La nueva Cámara comprendía 150 monárquicos moderados partidarios de la política del rey contra 150 ultras seguidores del conde de Artois y de Villèle, y una pequeña minoría de burgueses liberales, llamados doctrinarios. El nuevo gobierno de Richelieu se empleó en intentar aplicar la Carta de 1814 que gozaba del apoyo de la mayoría de la opinión pública. Tras las depuraciones de Vaublanc, los cargos de la administración estaban en manos de los ultras por lo que el ministro de la policía, Élie Decazes, impulsó una nueva depuración a fin de mermar el poder de la reacción. En el seno del gobierno, Richelieu conformó un nuevo gabinete en el que predominaban los antiguos bonapartistas, como el mariscal de Gouvion-Saint-Cyr. El gobierno emprendió entonces una política liberal, puntuada de medidas autoritarias destinadas a contener a los ultras, como restricciones temporales de la libertad de prensa. El principal órgano ultra era el periódico La nueva Minerva, dirigido por Chateaubriand.

Los ultras de la Cámara se opondrán de nuevo a una nueva propuesta de ley electoral, se opondrán a la revisión del Concordato de 1801 con la Iglesia católica, así como al tipo de reclutamiento destinado a reconstituir un ejército "nacional" cuando ellos exigían que fuese "del rey". Mientras las medidas propuestas por Richelieu eran juzgadas como demasiado liberales por los ultras, los liberales las consideraban demasiado tímidas. Por otro lado, parte de sus ministros liderados por Élie Decazes le reprochaban el no adoptar medidas más contundentes para frenar a los ultras. Acosado y desprestigiado en ambos flancos Richelieu dimitió en 1818, y el Rey confió la formación del nuevo gabinete a Decazes que gozaba de su plena confianza.

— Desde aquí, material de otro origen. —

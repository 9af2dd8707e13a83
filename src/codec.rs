//! Wire format of the messages.
//!
//! Every datagram starts with a single byte naming the kind of message,
//! followed by the bincode encoding of that kind's record. The kind is
//! read once and the payload is decoded straight into the matching record.
use crate::paxos::*;
use bincode::Options;
use bytes::{BufMut, Bytes, BytesMut};
use serde::{de::DeserializeOwned, Serialize};

/// Largest datagram accepted by the transport.
pub const MAX_DATAGRAM_SIZE: usize = 65536;

/// Discriminant written in front of every message.
#[derive(Clone, Copy, PartialEq, Eq, Debug)]
#[repr(u8)]
pub enum Kind {
    Phase1A = 1,
    Phase1B = 2,
    Phase2A = 3,
    Phase2B = 4,
    Decide = 5,
    Proposal = 6,
}

impl TryFrom<u8> for Kind {
    type Error = CodecError;

    fn try_from(tag: u8) -> Result<Kind, CodecError> {
        match tag {
            1 => Ok(Kind::Phase1A),
            2 => Ok(Kind::Phase1B),
            3 => Ok(Kind::Phase2A),
            4 => Ok(Kind::Phase2B),
            5 => Ok(Kind::Decide),
            6 => Ok(Kind::Proposal),
            tag => Err(CodecError::UnknownKind(tag)),
        }
    }
}

/// Reasons a datagram could not be turned into a message, or a message
/// into a datagram.
#[derive(Debug, thiserror::Error)]
pub enum CodecError {
    #[error("empty datagram")]
    Empty,
    #[error("unknown message kind {0}")]
    UnknownKind(u8),
    #[error("datagram of {0} bytes exceeds the maximum size")]
    Oversized(usize),
    #[error("malformed {kind:?} payload: {source}")]
    Malformed {
        kind: Kind,
        #[source]
        source: bincode::Error,
    },
}

fn options() -> impl Options {
    bincode::DefaultOptions::new()
        .with_varint_encoding()
        .with_little_endian()
        .reject_trailing_bytes()
}

impl Message {
    /// Kind of the message
    pub fn kind(&self) -> Kind {
        match *self {
            Message::Phase1A(_) => Kind::Phase1A,
            Message::Phase1B(_) => Kind::Phase1B,
            Message::Phase2A(_) => Kind::Phase2A,
            Message::Phase2B(_) => Kind::Phase2B,
            Message::Decide(_) => Kind::Decide,
            Message::Proposal(_) => Kind::Proposal,
        }
    }

    /// Serializes the message into a datagram. Messages too large for a
    /// single datagram are refused with `Oversized`.
    pub fn encode(&self) -> Result<Bytes, CodecError> {
        let kind = self.kind();
        let mut buf = BytesMut::new();
        buf.put_u8(kind as u8);

        let mut writer = buf.writer();
        let res = match *self {
            Message::Phase1A(ref m) => serialize_into(&mut writer, m),
            Message::Phase1B(ref m) => serialize_into(&mut writer, m),
            Message::Phase2A(ref m) => serialize_into(&mut writer, m),
            Message::Phase2B(ref m) => serialize_into(&mut writer, m),
            Message::Decide(ref m) => serialize_into(&mut writer, m),
            Message::Proposal(ref m) => serialize_into(&mut writer, m),
        };
        res.map_err(|source| CodecError::Malformed { kind, source })?;

        let buf = writer.into_inner();
        if buf.len() > MAX_DATAGRAM_SIZE {
            return Err(CodecError::Oversized(buf.len()));
        }
        Ok(buf.freeze())
    }

    /// Deserializes a datagram. Either the whole datagram is consumed by
    /// exactly one message or an error is returned.
    pub fn decode(buf: &[u8]) -> Result<Message, CodecError> {
        if buf.len() > MAX_DATAGRAM_SIZE {
            return Err(CodecError::Oversized(buf.len()));
        }

        let (&tag, payload) = buf.split_first().ok_or(CodecError::Empty)?;
        let kind = Kind::try_from(tag)?;
        let msg = match kind {
            Kind::Phase1A => Message::Phase1A(deserialize(kind, payload)?),
            Kind::Phase1B => Message::Phase1B(deserialize(kind, payload)?),
            Kind::Phase2A => Message::Phase2A(deserialize(kind, payload)?),
            Kind::Phase2B => Message::Phase2B(deserialize(kind, payload)?),
            Kind::Decide => Message::Decide(deserialize(kind, payload)?),
            Kind::Proposal => Message::Proposal(deserialize(kind, payload)?),
        };
        Ok(msg)
    }
}

fn serialize_into<W: std::io::Write, T: Serialize>(writer: W, value: &T) -> bincode::Result<()> {
    options().serialize_into(writer, value)
}

fn deserialize<T: DeserializeOwned>(kind: Kind, payload: &[u8]) -> Result<T, CodecError> {
    options()
        .with_limit(MAX_DATAGRAM_SIZE as u64)
        .deserialize(payload)
        .map_err(|source| CodecError::Malformed { kind, source })
}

Decazes prosiguió con una política anti ultra destinada a reafirmar el poder de Luis XVIII. Con motivo de las elecciones parciales de 1819, la elección a la Asamblea del Abad Grégoire, reputado republicano revolucionario y antiguo obispo constitucional, causó escándalo. Los ultramonárquicos se habían negado a votar al candidato del Rey, permitiendo así contra todo pronóstico la elección de Grégoire, un candidato considerado inaceptable por su carrera política bajo la Revolución francesa. De esa manera pretendían demostrar la "inoperancia" de la ley electoral.

El 13 de febrero de 1820 el asesinato del duque de Berry, hijo del conde de Artois, permitió a los ultramonárquicos librarse definitivamente de Decazes. Dado que el duque, al igual que su padre, era un miembro destacado de la causa ultra, estos últimos culparon a Decazes de haber sido demasiado permisivo con los antimonárquicos, y hasta le acusaron de complicidad. Lograron que el Rey le obligara a dimitir. Luis XVIII llamó de nuevo a Richelieu para que le sustituyera, pero éste dimitió en 1821, bajo la presión de los ultramonárquicos y de los liberales. Luis XVIII, debilitado por la enfermedad, dejaba cada vez más las riendas del poder a su hermano, el conde de Artois, que le aconsejó que nombrase a Joseph de Villèle a la presidencia del Consejo. Con él los ultramonárquicos accedieron por fin a gobernar Francia.